The FamilySearch catalog is a great starting point for locating original church records. Do a place search for the county of interest, then scroll down to “Church Records.” When searching for the records for Reverend Abraham Blumer, who I mentioned above, the FamilySearch catalog revealed a typed and digitized transcription of his record book, which included a 1778 entry for the marriage of Jacob Fischer and Elizabeth Horman. This transcription was a great example of how mistakes and omissions can be made. Another transcription of the same record, which was handwritten, revealed a second entry for Jacob Fischer, who married Elizabeth Klein a few years later. (See the last line in the image below). Using the FAN club and a timeline of the births of the known children of Jacob Fisher, I have concluded that Elizabeth Klein was likely the mother of Jacob and Elizabeth Fisher’s known children. Their first daughter, Susannah, was born in July of 1786. One of the sponsors for her baptism was Catharina Klein.
Regional denomination archives are another place to look for original church records. Locate them by visiting the FamilySearch Research Wiki page United States Church Records and clicking on the link for the denomination of interest.
The WPA Church Archives Inventories are another very valuable resource for finding church records in Pennsylvania. These were created by the Works Progress Administration (WPA) in the 1930s. Workers recorded details about church archives and records including the church’s official name, addresses over time, founder, history, and original and current pastor or rabbi. They also created an inventory of books and records created by the church, including registers of baptisms, births, deaths, marriages, membership, and cemeteries. These inventories have been digitized and are browseable by County at Ancestry.
In summary, church records are a must-use resource when researching Pennsylvania German ancestors. The records are abundant and hold a wealth of information that will help you trace your Pennsylvania German ancestors. Correlating information contained in a will in Westmoreland County in 1846 with baptism records for children in Whitehall Township and Upper Milford Township in Northampton County in the late 1700s helped me determine which Jacob Fisher in Northampton county was the father of my ancestor Hannah Fisher. I hope you will have similar success as you find church records for your Pennsylvania German ancestors!
- “Pennsylvania Vital Records,” FamilySearch Research Wiki (https://www.familysearch.org/en/wiki/Pennsylvania_Vital_Records : accessed 2 March 2022).
- Charles R. Roberts, History of Lehigh County Pennsylvania (Harrisburg, Pennsylvania: United Evangelical Publishing House, 1914), 495-496; digital version, FamilySearch (https://www.familysearch.org : accessed 2 March 2022), images 517-518.

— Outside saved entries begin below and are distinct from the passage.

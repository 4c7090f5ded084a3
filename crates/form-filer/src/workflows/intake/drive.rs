use std::io::Cursor;
use std::path::Path;

use google_drive3::api::{File, Scope};
use google_drive3::{hyper_rustls, hyper_util, yup_oauth2, DriveHub};
use tokio::runtime::Handle;

use super::storage::{ContainerRef, StorageError, StorageGateway, StoredFile};

const FOLDER_MIME_TYPE: &str = "application/vnd.google-apps.folder";
const PAGE_SIZE: i32 = 100;

pub type HttpsConnector =
    hyper_rustls::HttpsConnector<hyper_util::client::legacy::connect::HttpConnector>;

/// Thin wrapper around the generated google-drive3 client allowing synchronous
/// workflows to interact with Drive without exposing async details.
///
/// Calls block on the runtime handle the client was built with, so they must be
/// made from a blocking thread (`spawn_blocking`), never from async code.
pub struct GoogleDriveClient<C>
where
    C: google_drive3::common::Connector + Send + Sync + 'static,
{
    hub: DriveHub<C>,
    runtime: Handle,
}

impl<C> GoogleDriveClient<C>
where
    C: google_drive3::common::Connector + Send + Sync + 'static,
{
    pub fn new(hub: DriveHub<C>, runtime: Handle) -> Self {
        Self { hub, runtime }
    }

    pub fn with_current_runtime(hub: DriveHub<C>) -> Result<Self, StorageError> {
        let runtime = Handle::try_current().map_err(|err| StorageError::Runtime(err.to_string()))?;
        Ok(Self::new(hub, runtime))
    }

    fn map_error<E: std::fmt::Display>(err: E) -> StorageError {
        StorageError::Backend(err.to_string())
    }

    fn fetch_file(&self, file_id: &str) -> Result<File, StorageError> {
        let result = self.runtime.block_on(async {
            self.hub
                .files()
                .get(file_id)
                .param("fields", "id,name,parents")
                .supports_all_drives(true)
                .add_scope(Scope::Full)
                .doit()
                .await
        });

        let (_, file) = result.map_err(Self::map_error)?;
        Ok(file)
    }

    fn update_parents(&self, item_id: &str, add: &str, remove: &str) -> Result<(), StorageError> {
        let result = self.runtime.block_on(async {
            self.hub
                .files()
                .update(File::default(), item_id)
                .add_parents(add)
                .remove_parents(remove)
                .supports_all_drives(true)
                .add_scope(Scope::Full)
                .doit_without_upload()
                .await
        });

        result.map(|_| ()).map_err(Self::map_error)
    }

    fn query_folders(&self, query: &str) -> Result<Vec<ContainerRef>, StorageError> {
        let mut containers = Vec::new();
        let mut page_token: Option<String> = None;

        loop {
            let result = self.runtime.block_on(async {
                let mut call = self
                    .hub
                    .files()
                    .list()
                    .q(query)
                    .param("fields", "nextPageToken,files(id,name,webViewLink)")
                    .page_size(PAGE_SIZE)
                    .include_items_from_all_drives(true)
                    .supports_all_drives(true)
                    .add_scope(Scope::Full);
                if let Some(token) = page_token.as_deref() {
                    call = call.page_token(token);
                }
                call.doit().await
            });

            let (_, file_list) = result.map_err(Self::map_error)?;
            for file in file_list.files.unwrap_or_default() {
                containers.push(container_from(file, "")?);
            }

            match file_list.next_page_token {
                Some(token) if !token.is_empty() => page_token = Some(token),
                _ => break,
            }
        }

        Ok(containers)
    }
}

impl GoogleDriveClient<HttpsConnector> {
    /// Builds a client authenticated with a service-account key file.
    pub async fn from_service_account_key<P: AsRef<Path>>(path: P) -> Result<Self, StorageError> {
        let key = yup_oauth2::read_service_account_key(path.as_ref())
            .await
            .map_err(Self::map_error)?;
        let auth = yup_oauth2::ServiceAccountAuthenticator::builder(key)
            .build()
            .await
            .map_err(Self::map_error)?;

        let connector = hyper_rustls::HttpsConnectorBuilder::new()
            .with_native_roots()
            .map_err(Self::map_error)?
            .https_or_http()
            .enable_http1()
            .build();
        let client =
            hyper_util::client::legacy::Client::builder(hyper_util::rt::TokioExecutor::new())
                .build(connector);

        Self::with_current_runtime(DriveHub::new(client, auth))
    }
}

impl<C> std::fmt::Debug for GoogleDriveClient<C>
where
    C: google_drive3::common::Connector + Send + Sync + 'static,
{
    fn fmt(&self, f: &mut std::fmt::Formatter<'_>) -> std::fmt::Result {
        f.debug_struct("GoogleDriveClient").finish_non_exhaustive()
    }
}

impl<C> StorageGateway for GoogleDriveClient<C>
where
    C: google_drive3::common::Connector + Send + Sync + 'static,
{
    fn create_container(&self, parent_id: &str, name: &str) -> Result<ContainerRef, StorageError> {
        let metadata = File {
            name: Some(name.to_string()),
            mime_type: Some(FOLDER_MIME_TYPE.to_string()),
            parents: Some(vec![parent_id.to_string()]),
            ..File::default()
        };

        let content_type: mime::Mime = FOLDER_MIME_TYPE.parse().map_err(Self::map_error)?;

        // Folders carry no content; the empty body keeps the upload metadata-only.
        let result = self.runtime.block_on(async {
            self.hub
                .files()
                .create(metadata)
                .param("fields", "id,name,webViewLink")
                .supports_all_drives(true)
                .add_scope(Scope::Full)
                .upload(Cursor::new(Vec::<u8>::new()), content_type)
                .await
        });

        let (_, folder) = result.map_err(Self::map_error)?;
        container_from(folder, name)
    }

    fn get_file(&self, file_id: &str) -> Result<StoredFile, StorageError> {
        let file = self.fetch_file(file_id)?;
        let name = file.name.ok_or_else(|| StorageError::NotFound {
            kind: "file name for",
            id: file_id.to_string(),
        })?;
        Ok(StoredFile {
            id: file.id.unwrap_or_else(|| file_id.to_string()),
            name,
            parents: file.parents.unwrap_or_default(),
        })
    }

    fn rename_file(&self, file_id: &str, new_name: &str) -> Result<(), StorageError> {
        let metadata = File {
            name: Some(new_name.to_string()),
            ..File::default()
        };

        let result = self.runtime.block_on(async {
            self.hub
                .files()
                .update(metadata, file_id)
                .supports_all_drives(true)
                .add_scope(Scope::Full)
                .doit_without_upload()
                .await
        });

        result.map(|_| ()).map_err(Self::map_error)
    }

    fn move_file(&self, file: &StoredFile, destination: &ContainerRef) -> Result<(), StorageError> {
        self.update_parents(&file.id, &destination.id, &file.parents.join(","))
    }

    fn list_containers(&self, parent_id: &str) -> Result<Vec<ContainerRef>, StorageError> {
        self.query_folders(&format!(
            "'{}' in parents and mimeType='{FOLDER_MIME_TYPE}' and trashed=false",
            escape_query(parent_id)
        ))
    }

    fn find_container(
        &self,
        parent_id: &str,
        name: &str,
    ) -> Result<Option<ContainerRef>, StorageError> {
        let matches = self.query_folders(&format!(
            "'{}' in parents and name='{}' and mimeType='{FOLDER_MIME_TYPE}' and trashed=false",
            escape_query(parent_id),
            escape_query(name)
        ))?;
        Ok(matches.into_iter().next())
    }

    fn move_container(
        &self,
        container: &ContainerRef,
        from_parent_id: &str,
        to_parent_id: &str,
    ) -> Result<(), StorageError> {
        self.update_parents(&container.id, to_parent_id, from_parent_id)
    }
}

/// Converts a Drive folder resource into a container reference. A folder
/// without an id cannot be addressed later, so it is an error.
fn container_from(folder: File, requested_name: &str) -> Result<ContainerRef, StorageError> {
    let id = folder
        .id
        .filter(|id| !id.is_empty())
        .ok_or_else(|| StorageError::Backend("Drive returned a folder without an id".to_string()))?;
    Ok(ContainerRef {
        id,
        name: folder.name.unwrap_or_else(|| requested_name.to_string()),
        url: folder.web_view_link,
    })
}

/// Escapes a literal for use inside a single-quoted Drive query string.
fn escape_query(raw: &str) -> String {
    raw.replace('\\', "\\\\").replace('\'', "\\'")
}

- Michael Lacopo, “Church Records, Part I: The History and Theology,” SLIG Course: “The Pennsylvania German and Research in the Keystone State,” October 2021, personal notes taken by Alice Childs.
- Horace S. Sills, “The Union Church: A Case of Lutheran and Reformed Cooperation,” in Barbara Brown Zikmund, editor, Hidden Histories in the United Church of Christ, vol. 2, (Cleveland, Ohio: United Church Press, 1984), ch. 2.